Charlie on the run by Elizabeth Rose; Nobody can plough a straighter furrow or manage a wagon load of hay better than Fred the ploughman and Charlie his old horse. Charlie and Fred do everything together, even eating their lunch at the same time. However, one terrible day a snorting monster comes roaring across the yard with Mr. Greenshanks at the wheel. Mr. Greenshanks is sure the new tractor will plough twice as fast as Charlie and plans to sell Charlie at the next horse fair...

Strangers at the farm school by Josephine Elder The Farm School has become so popular it needs to be enlarged to accommodate more students, among the new students are two Jewish refugees.Annis Best and the older pupils must unite to welcome the newcomers and preserve the unique character of the school. Timothy John and Mr. Murphy by George Nash: Mr. Murphy is an Irish farmer and Timothy John his unpredictable donkey. Timmy the donkey can roller-skate and talk and is therefore, much coveted by Mr. Fracklestein, the manager of the circus... Down on the farm by R. & M. Polkinghorne Jerry goes on a visit to Dovecot farm. Pretty book with illustrations by Ernest Aris.

Among the horses by Chas Herbert; While staying with Farmer Bicknell the twins Judy and Jude learn to ride a pony. Old MacDonald had a farm illustrated by Prue Theobalds; Sing along with Old MacDonald as you follow him through the year, from lambing in the spring to the Christmas celebrations. Lucy Mouse keeps a secret by Jane Pilgrim; The very popular Blackberry Farm books were first published by the Brockhampton Press in the 1950s; this one is a reprint from 2002. The series described events on a fictional farm and the lives of  Mr. and Mrs. Smiles and their children, Joy and Bob.

Do you have any farm books in your collection?

Update July 2016: All the books featured are now sold. March House books closed on my retirement in 2015, but I am still happily blogging here at March of Time Books. Your visits are always appreciated.

Sunday, 4 March 2012

Toot Toot!

Do you hear that? That’s me blowing my own trumpet!

I was browsing online and happened upon the beautiful Uber Collection website.

This is the introduction from the homepage -

The Uber Collection is the UK's foremost website showcasing a wealth of information about the items and services required for a lifestyle of luxury and exclusivity. We have carefully selected a range of exceptional providers covering areas as diverse as travelling, home interiors, finance, schools, jewellery, yachts and more.

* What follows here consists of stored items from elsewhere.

use std::fmt;

use crate::{
    accessor::ObjectPayload,
    model::{AttributeName, ObjectRef, OwnershipSet, ReconciledPayload, RemoteAttributeSet},
    value::AttributeValue,
};

/// One observable difference between the current and the predicted remote state.
#[derive(Debug, Clone, PartialEq)]
pub enum Change<V> {
    Add { name: AttributeName, value: V },
    Update { name: AttributeName, from: V, to: V },
    Remove { name: AttributeName, value: V },
}

impl<V> Change<V> {
    pub fn name(&self) -> &AttributeName {
        match self {
            Change::Add { name, .. } | Change::Update { name, .. } | Change::Remove { name, .. } => {
                name
            }
        }
    }
}

impl fmt::Display for Change<AttributeValue> {
    fn fmt(&self, f: &mut fmt::Formatter<'_>) -> fmt::Result {
        match self {
            Change::Add { name, value } => write!(f, "+ {name} = {value}"),
            Change::Update { name, from, to } => write!(f, "~ {name}: {from} -> {to}"),
            Change::Remove { name, value } => write!(f, "- {name} (was {value})"),
        }
    }
}

impl fmt::Display for Change<()> {
    fn fmt(&self, f: &mut fmt::Formatter<'_>) -> fmt::Result {
        match self {
            Change::Add { name, .. } => write!(f, "+ {name}"),
            // Tags carry no value, so this cannot happen; render it anyway.
            Change::Update { name, .. } => write!(f, "~ {name}"),
            Change::Remove { name, .. } => write!(f, "- {name}"),
        }
    }
}

/// Differences between two states of one family, in name order.
pub fn diff<V: Clone + PartialEq>(
    before: &RemoteAttributeSet<V>,
    after: &RemoteAttributeSet<V>,
) -> Vec<Change<V>> {
    let mut changes = Vec::new();
    for (name, old) in before {
        match after.get(name) {
            None => changes.push(Change::Remove {
                name: name.clone(),
                value: old.clone(),
            }),
            Some(new) if new != old => changes.push(Change::Update {
                name: name.clone(),
                from: old.clone(),
                to: new.clone(),
            }),
            Some(_) => {}
        }
    }
    for (name, new) in after {
        if !before.contains_key(name) {
            changes.push(Change::Add {
                name: name.clone(),
                value: new.clone(),
            });
        }
    }
    changes.sort_by(|a, b| a.name().cmp(b.name()));
    changes
}

#[derive(Debug, Clone, PartialEq)]
pub struct FamilyPlan<V> {
    pub owned: OwnershipSet,
    pub payload: ReconciledPayload<V>,
    pub changes: Vec<Change<V>>,
}

impl<V> FamilyPlan<V> {
    pub fn is_noop(&self) -> bool {
        self.changes.is_empty()
    }

    fn payload_if_changed(&self) -> Option<ReconciledPayload<V>>
    where
        V: Clone,
    {
        (!self.is_noop()).then(|| self.payload.clone())
    }
}

/// The outcome of planning one object, before anything is written.
#[derive(Debug, Clone, PartialEq)]
pub struct ObjectPlan {
    pub object: ObjectRef,
    pub custom_fields: FamilyPlan<AttributeValue>,
    pub tags: FamilyPlan<()>,
}

impl ObjectPlan {
    pub fn is_noop(&self) -> bool {
        self.custom_fields.is_noop() && self.tags.is_noop()
    }

    /// The single write for this plan. Families without changes are omitted.
    pub fn payload(&self) -> ObjectPayload {
        ObjectPayload {
            custom_fields: self.custom_fields.payload_if_changed(),
            tags: self.tags.payload_if_changed(),
        }
    }
}

impl fmt::Display for ObjectPlan {
    fn fmt(&self, f: &mut fmt::Formatter<'_>) -> fmt::Result {
        if self.is_noop() {
            return write!(f, "{}: no changes", self.object);
        }
        write!(f, "{}:", self.object)?;
        for change in &self.custom_fields.changes {
            write!(f, "\n  custom_fields {change}")?;
        }
        for change in &self.tags.changes {
            write!(f, "\n  tags {change}")?;
        }
        Ok(())
    }
}

#[cfg(test)]
mod tests {
    use super::*;
    use crate::model::WriteMode;

    fn set<V: Clone>(entries: &[(&str, V)]) -> RemoteAttributeSet<V> {
        entries
            .iter()
            .map(|(k, v)| (AttributeName::from(*k), v.clone()))
            .collect()
    }

    #[test]
    fn diff_reports_each_kind_of_change() {
        let before = set(&[("a", 1), ("b", 2), ("c", 3)]);
        let after = set(&[("a", 1), ("b", 20), ("d", 4)]);
        assert_eq!(
            diff(&before, &after),
            vec![
                Change::Update {
                    name: "b".into(),
                    from: 2,
                    to: 20
                },
                Change::Remove {
                    name: "c".into(),
                    value: 3
                },
                Change::Add {
                    name: "d".into(),
                    value: 4
                },
            ]
        );
    }

    #[test]
    fn noop_plan_has_empty_payload() {
        let plan = ObjectPlan {
            object: ObjectRef::new("dcim.site", "1"),
            custom_fields: FamilyPlan {
                owned: ["env"].into_iter().collect(),
                payload: ReconciledPayload {
                    mode: WriteMode::PartialMerge,
                    entries: [("env".into(), Some(AttributeValue::Text("prod".into())))]
                        .into_iter()
                        .collect(),
                },
                changes: vec![],
            },
            tags: FamilyPlan {
                owned: OwnershipSet::default(),
                payload: ReconciledPayload::empty(WriteMode::FullReplace),
                changes: vec![],
            },
        };
        assert!(plan.is_noop());
        assert!(plan.payload().is_empty());
        assert_eq!(plan.to_string(), "dcim.site/1: no changes");
    }

    #[test]
    fn plan_renders_changes() {
        let plan = ObjectPlan {
            object: ObjectRef::new("dcim.site", "1"),
            custom_fields: FamilyPlan {
                owned: ["env"].into_iter().collect(),
                payload: ReconciledPayload::empty(WriteMode::PartialMerge),
                changes: vec![Change::Update {
                    name: "env".into(),
                    from: AttributeValue::Text("dev".into()),
                    to: AttributeValue::Text("prod".into()),
                }],
            },
            tags: FamilyPlan {
                owned: ["edge"].into_iter().collect(),
                payload: ReconciledPayload::empty(WriteMode::FullReplace),
                changes: vec![Change::Add {
                    name: "edge".into(),
                    value: (),
                }],
            },
        };
        assert!(!plan.is_noop());
        let payload = plan.payload();
        assert!(payload.custom_fields.is_some());
        assert!(payload.tags.is_some());
        assert_eq!(
            plan.to_string(),
            "dcim.site/1:\n  custom_fields ~ env: dev -> prod\n  tags + edge"
        );
    }
}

So out of curiosity I typed ‘antique books’ into the search box, and up popped four listings, including March House Books! Thank you Uber Collection, March House Books is delighted to be part of your stunning website.

Definition – Uber
Word: German, from über over, beyond
1: being a superlative example of its kind or class
2: to an extreme or excessive degree

If you have the time don’t miss a visit to this beautiful site, a place where dreams really can come true!

That’s quite enough of my boasting, normal service will be resumed tomorrow. I’ve got farm books on my mind!